**WHAT IS REQUIRED**
In the entries below, find every line with the string "level" and copy it.

**RECORDS TO USE**

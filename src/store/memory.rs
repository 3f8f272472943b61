//! In-memory [`LogStore`] fake.
//!
//! Mirrors the server-side semantics the lifecycle logic depends on:
//! create-on-existing is a conflict, inserts and queries against absent
//! collections are `NotFound`, index creation is idempotent, and the
//! replica set can be configured to elect a primary only after a number
//! of status polls. Used by the integration tests; also handy for
//! embedding in downstream test suites.

use std::collections::{BTreeMap, HashSet};
use std::sync::Mutex;

use async_trait::async_trait;
use bson::oid::ObjectId;
use bson::Document;

use crate::error::{Error, Result};
use crate::shard::{ShardSchema, TimeseriesInfo, TIME_FIELD};

use super::{
    CollectionInfo, LogStore, MemberStatus, RangeQuery, ReplicaSetSpec, ReplicaSetStatus,
    RoleSpec, UserSpec,
};

#[derive(Default)]
struct CollectionState {
    timeseries: Option<(TimeseriesInfo, u64)>,
    docs: Vec<Document>,
    indexes: Vec<Document>,
}

#[derive(Default)]
struct DatabaseState {
    collections: BTreeMap<String, CollectionState>,
}

struct ReplState {
    initiated: bool,
    member_hosts: Vec<String>,
    polls_until_primary: u32,
}

struct State {
    databases: BTreeMap<String, DatabaseState>,
    users: BTreeMap<String, UserSpec>,
    roles: BTreeMap<String, RoleSpec>,
    repl: ReplState,
    denied: HashSet<String>,
}

pub struct MemoryStore {
    state: Mutex<State>,
}

impl Default for MemoryStore {
    fn default() -> Self {
        Self::new()
    }
}

impl MemoryStore {
    /// A store whose replica set is already initialized with an elected
    /// primary.
    pub fn new() -> Self {
        Self {
            state: Mutex::new(State {
                databases: BTreeMap::new(),
                users: BTreeMap::new(),
                roles: BTreeMap::new(),
                repl: ReplState {
                    initiated: true,
                    member_hosts: vec!["mongo1:27017".to_string()],
                    polls_until_primary: 0,
                },
                denied: HashSet::new(),
            }),
        }
    }

    /// A store with no replica set yet. After `initiate_replica_set`, a
    /// primary appears only once `polls_until_primary` status calls have
    /// been made.
    pub fn uninitialized(polls_until_primary: u32) -> Self {
        let store = Self::new();
        {
            let mut state = store.state.lock().unwrap();
            state.repl.initiated = false;
            state.repl.member_hosts.clear();
            state.repl.polls_until_primary = polls_until_primary;
        }
        store
    }

    /// Makes every operation on `db` fail with `PermissionDenied`.
    pub fn deny_database(&self, db: &str) {
        self.state.lock().unwrap().denied.insert(db.to_string());
    }

    /// Creates a plain (non-time-series) collection, for name-collision
    /// scenarios.
    pub fn create_plain_collection(&self, db: &str, coll: &str) {
        let mut state = self.state.lock().unwrap();
        state
            .databases
            .entry(db.to_string())
            .or_default()
            .collections
            .entry(coll.to_string())
            .or_default();
    }

    pub fn collection_exists(&self, db: &str, coll: &str) -> bool {
        let state = self.state.lock().unwrap();
        state
            .databases
            .get(db)
            .map(|d| d.collections.contains_key(coll))
            .unwrap_or(false)
    }

    pub fn shard_ttl(&self, db: &str, coll: &str) -> Option<u64> {
        let state = self.state.lock().unwrap();
        state
            .databases
            .get(db)?
            .collections
            .get(coll)?
            .timeseries
            .as_ref()
            .map(|(_, ttl)| *ttl)
    }

    pub fn index_count(&self, db: &str, coll: &str) -> usize {
        let state = self.state.lock().unwrap();
        state
            .databases
            .get(db)
            .and_then(|d| d.collections.get(coll))
            .map(|c| c.indexes.len())
            .unwrap_or(0)
    }

    pub fn document_count(&self, db: &str, coll: &str) -> usize {
        let state = self.state.lock().unwrap();
        state
            .databases
            .get(db)
            .and_then(|d| d.collections.get(coll))
            .map(|c| c.docs.len())
            .unwrap_or(0)
    }

    pub fn user_names(&self) -> Vec<String> {
        self.state.lock().unwrap().users.keys().cloned().collect()
    }

    pub fn role(&self, name: &str) -> Option<RoleSpec> {
        self.state.lock().unwrap().roles.get(name).cloned()
    }

    fn check_denied(state: &State, db: &str) -> Result<()> {
        if state.denied.contains(db) {
            return Err(Error::PermissionDenied(format!("not authorized on {db}")));
        }
        Ok(())
    }
}

#[async_trait]
impl LogStore for MemoryStore {
    async fn create_timeseries(&self, db: &str, coll: &str, schema: &ShardSchema) -> Result<()> {
        let mut state = self.state.lock().unwrap();
        Self::check_denied(&state, db)?;
        let database = state.databases.entry(db.to_string()).or_default();
        if database.collections.contains_key(coll) {
            return Err(Error::Conflict(format!("{db}.{coll}: namespace exists")));
        }
        let info = TimeseriesInfo {
            time_field: schema.time_field.clone(),
            meta_field: schema.meta_field.clone(),
            granularity: schema.granularity.clone(),
        };
        database.collections.insert(
            coll.to_string(),
            CollectionState {
                timeseries: Some((info, schema.expire_after_secs)),
                docs: Vec::new(),
                indexes: Vec::new(),
            },
        );
        Ok(())
    }

    async fn collection_info(&self, db: &str, coll: &str) -> Result<Option<CollectionInfo>> {
        let state = self.state.lock().unwrap();
        Self::check_denied(&state, db)?;
        Ok(state
            .databases
            .get(db)
            .and_then(|d| d.collections.get(coll))
            .map(|c| CollectionInfo {
                name: coll.to_string(),
                timeseries: c.timeseries.as_ref().map(|(info, _)| info.clone()),
            }))
    }

    async fn create_index(&self, db: &str, coll: &str, keys: Document) -> Result<()> {
        let mut state = self.state.lock().unwrap();
        Self::check_denied(&state, db)?;
        let collection = state
            .databases
            .get_mut(db)
            .and_then(|d| d.collections.get_mut(coll))
            .ok_or_else(|| Error::NotFound(format!("{db}.{coll} does not exist")))?;
        if !collection.indexes.contains(&keys) {
            collection.indexes.push(keys);
        }
        Ok(())
    }

    async fn insert_one(&self, db: &str, coll: &str, doc: Document) -> Result<ObjectId> {
        let ids = self.insert_many(db, coll, vec![doc]).await?;
        Ok(ids[0])
    }

    async fn insert_many(&self, db: &str, coll: &str, docs: Vec<Document>) -> Result<Vec<ObjectId>> {
        let mut state = self.state.lock().unwrap();
        Self::check_denied(&state, db)?;
        let collection = state
            .databases
            .get_mut(db)
            .and_then(|d| d.collections.get_mut(coll))
            .ok_or_else(|| Error::NotFound(format!("shard {db}.{coll} does not exist")))?;
        let mut ids = Vec::with_capacity(docs.len());
        for mut doc in docs {
            let id = ObjectId::new();
            doc.insert("_id", id);
            collection.docs.push(doc);
            ids.push(id);
        }
        Ok(ids)
    }

    async fn find_range(&self, db: &str, coll: &str, query: &RangeQuery) -> Result<Vec<Document>> {
        let state = self.state.lock().unwrap();
        Self::check_denied(&state, db)?;
        let collection = state
            .databases
            .get(db)
            .and_then(|d| d.collections.get(coll))
            .ok_or_else(|| Error::NotFound(format!("shard {db}.{coll} does not exist")))?;

        let start = bson::DateTime::from_chrono(query.start);
        let end = bson::DateTime::from_chrono(query.end);
        let mut matched: Vec<Document> = collection
            .docs
            .iter()
            .filter(|doc| {
                let Ok(ts) = doc.get_datetime(TIME_FIELD) else {
                    return false;
                };
                if *ts < start || *ts > end {
                    return false;
                }
                match query.level {
                    None => true,
                    Some(level) => doc
                        .get_document("meta")
                        .and_then(|m| m.get_str("level"))
                        .map(|l| l == level.as_str())
                        .unwrap_or(false),
                }
            })
            .cloned()
            .collect();
        matched.sort_by_key(|doc| {
            std::cmp::Reverse(
                doc.get_datetime(TIME_FIELD)
                    .map(|t| *t)
                    .unwrap_or(bson::DateTime::MIN),
            )
        });
        matched.truncate(query.limit.max(0) as usize);
        Ok(matched)
    }

    async fn database_names(&self) -> Result<Vec<String>> {
        let state = self.state.lock().unwrap();
        Ok(state.databases.keys().cloned().collect())
    }

    async fn ensure_database(&self, db: &str, marker: Document) -> Result<()> {
        let mut state = self.state.lock().unwrap();
        Self::check_denied(&state, db)?;
        let database = state.databases.entry(db.to_string()).or_default();
        let init = database.collections.entry("_init".to_string()).or_default();
        if init.docs.is_empty() {
            init.docs.push(marker);
        }
        Ok(())
    }

    async fn replica_set_status(&self) -> Result<ReplicaSetStatus> {
        let mut state = self.state.lock().unwrap();
        if !state.repl.initiated {
            return Err(Error::NotFound("no replica set config".into()));
        }
        let electing = state.repl.polls_until_primary > 0;
        if electing {
            state.repl.polls_until_primary -= 1;
        }
        let members = state
            .repl
            .member_hosts
            .iter()
            .enumerate()
            .map(|(i, host)| MemberStatus {
                name: host.clone(),
                state: if i == 0 && !electing { 1 } else { 2 },
            })
            .collect();
        Ok(ReplicaSetStatus { members })
    }

    async fn initiate_replica_set(&self, spec: &ReplicaSetSpec) -> Result<()> {
        let mut state = self.state.lock().unwrap();
        if state.repl.initiated {
            return Err(Error::Conflict("already initialized".into()));
        }
        state.repl.initiated = true;
        state.repl.member_hosts = spec.members.iter().map(|m| m.host.clone()).collect();
        Ok(())
    }

    async fn create_user(&self, spec: &UserSpec) -> Result<()> {
        let mut state = self.state.lock().unwrap();
        if state.users.contains_key(&spec.name) {
            return Err(Error::Conflict(format!("user {} already exists", spec.name)));
        }
        state.users.insert(spec.name.clone(), spec.clone());
        Ok(())
    }

    async fn create_role(&self, spec: &RoleSpec) -> Result<()> {
        let mut state = self.state.lock().unwrap();
        if state.roles.contains_key(&spec.name) {
            return Err(Error::Conflict(format!("role {} already exists", spec.name)));
        }
        state.roles.insert(spec.name.clone(), spec.clone());
        Ok(())
    }

    async fn update_role(&self, spec: &RoleSpec) -> Result<()> {
        let mut state = self.state.lock().unwrap();
        match state.roles.get_mut(&spec.name) {
            Some(existing) => {
                *existing = spec.clone();
                Ok(())
            }
            None => Err(Error::NotFound(format!("role {} does not exist", spec.name))),
        }
    }
}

**EXERCISE RESULT**
                match query.level {
                    Some(level) => doc
                        .and_then(|m| m.get_str("level"))
                        .map(|l| l == level.as_str())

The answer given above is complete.